**WHAT YOU SHOULD DO**. All lines in the material below that contain "usize" should be located and copied.

##### DATA SUPPLIED #####

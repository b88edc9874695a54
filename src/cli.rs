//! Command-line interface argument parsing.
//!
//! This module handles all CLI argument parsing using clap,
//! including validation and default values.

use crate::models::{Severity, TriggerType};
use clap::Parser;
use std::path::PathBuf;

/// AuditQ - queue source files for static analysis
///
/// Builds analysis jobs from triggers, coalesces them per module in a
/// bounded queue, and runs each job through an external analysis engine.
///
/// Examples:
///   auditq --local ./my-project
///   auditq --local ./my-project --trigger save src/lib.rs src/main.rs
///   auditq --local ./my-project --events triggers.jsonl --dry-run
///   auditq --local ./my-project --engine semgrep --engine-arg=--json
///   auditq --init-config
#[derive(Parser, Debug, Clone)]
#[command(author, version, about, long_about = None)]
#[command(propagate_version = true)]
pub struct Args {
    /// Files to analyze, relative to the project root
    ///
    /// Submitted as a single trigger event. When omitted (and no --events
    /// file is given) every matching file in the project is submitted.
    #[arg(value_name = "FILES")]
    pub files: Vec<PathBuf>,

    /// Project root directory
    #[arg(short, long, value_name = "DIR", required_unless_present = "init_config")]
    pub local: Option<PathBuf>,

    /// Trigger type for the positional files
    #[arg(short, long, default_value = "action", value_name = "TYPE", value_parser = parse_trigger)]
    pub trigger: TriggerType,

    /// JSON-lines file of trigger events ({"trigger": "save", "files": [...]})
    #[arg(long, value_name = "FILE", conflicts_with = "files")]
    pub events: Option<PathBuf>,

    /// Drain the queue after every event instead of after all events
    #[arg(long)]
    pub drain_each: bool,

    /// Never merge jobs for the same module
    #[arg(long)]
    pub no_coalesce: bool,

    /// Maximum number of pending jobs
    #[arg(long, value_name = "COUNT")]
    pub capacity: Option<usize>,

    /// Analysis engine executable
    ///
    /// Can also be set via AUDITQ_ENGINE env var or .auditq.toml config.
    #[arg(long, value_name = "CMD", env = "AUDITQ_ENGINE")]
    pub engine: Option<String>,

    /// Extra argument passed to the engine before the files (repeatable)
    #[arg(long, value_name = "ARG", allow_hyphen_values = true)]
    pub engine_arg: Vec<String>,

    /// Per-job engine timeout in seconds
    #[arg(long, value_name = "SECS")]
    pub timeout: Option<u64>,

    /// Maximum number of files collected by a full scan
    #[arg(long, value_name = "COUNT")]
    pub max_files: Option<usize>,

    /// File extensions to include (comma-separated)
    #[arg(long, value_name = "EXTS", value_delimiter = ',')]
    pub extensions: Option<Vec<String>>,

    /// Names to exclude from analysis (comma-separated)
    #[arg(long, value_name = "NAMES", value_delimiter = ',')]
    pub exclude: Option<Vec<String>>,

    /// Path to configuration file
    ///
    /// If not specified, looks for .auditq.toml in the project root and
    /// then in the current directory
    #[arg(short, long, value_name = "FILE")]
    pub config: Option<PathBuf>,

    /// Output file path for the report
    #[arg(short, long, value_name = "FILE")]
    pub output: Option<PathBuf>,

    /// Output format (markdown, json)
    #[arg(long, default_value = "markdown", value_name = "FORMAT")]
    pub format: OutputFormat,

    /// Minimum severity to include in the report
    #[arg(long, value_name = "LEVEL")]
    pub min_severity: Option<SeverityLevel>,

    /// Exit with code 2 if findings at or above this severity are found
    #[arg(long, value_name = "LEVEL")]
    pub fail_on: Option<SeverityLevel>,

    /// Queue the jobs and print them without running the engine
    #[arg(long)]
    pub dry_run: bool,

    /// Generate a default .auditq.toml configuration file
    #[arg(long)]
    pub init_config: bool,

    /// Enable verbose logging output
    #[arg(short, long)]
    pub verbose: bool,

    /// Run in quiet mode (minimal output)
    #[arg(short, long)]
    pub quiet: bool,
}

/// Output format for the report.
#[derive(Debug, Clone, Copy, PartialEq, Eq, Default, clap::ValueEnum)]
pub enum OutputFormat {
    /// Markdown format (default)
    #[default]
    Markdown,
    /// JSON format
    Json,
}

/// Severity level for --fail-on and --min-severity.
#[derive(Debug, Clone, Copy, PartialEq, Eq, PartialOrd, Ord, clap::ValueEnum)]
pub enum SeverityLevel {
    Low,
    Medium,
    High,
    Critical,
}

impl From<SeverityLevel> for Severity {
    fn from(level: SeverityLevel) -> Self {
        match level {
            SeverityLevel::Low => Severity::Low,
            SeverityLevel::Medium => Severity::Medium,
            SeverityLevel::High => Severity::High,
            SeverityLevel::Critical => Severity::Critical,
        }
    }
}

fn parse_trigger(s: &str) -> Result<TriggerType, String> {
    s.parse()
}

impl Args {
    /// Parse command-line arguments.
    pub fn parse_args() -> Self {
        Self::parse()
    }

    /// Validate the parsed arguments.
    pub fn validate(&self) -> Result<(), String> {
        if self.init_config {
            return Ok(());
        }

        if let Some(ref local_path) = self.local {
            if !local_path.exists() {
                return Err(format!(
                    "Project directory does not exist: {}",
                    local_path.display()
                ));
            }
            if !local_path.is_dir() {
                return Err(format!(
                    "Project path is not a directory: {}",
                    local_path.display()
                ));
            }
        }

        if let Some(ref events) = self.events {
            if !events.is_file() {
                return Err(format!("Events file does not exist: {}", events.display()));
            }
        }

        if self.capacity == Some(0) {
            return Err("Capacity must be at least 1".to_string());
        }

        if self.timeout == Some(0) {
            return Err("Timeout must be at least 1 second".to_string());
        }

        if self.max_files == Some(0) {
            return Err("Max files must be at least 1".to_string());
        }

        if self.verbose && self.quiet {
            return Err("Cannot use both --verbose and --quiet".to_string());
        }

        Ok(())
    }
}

#####

**TASK RESULT**.
    pub capacity: Option<usize>,
    pub max_files: Option<usize>,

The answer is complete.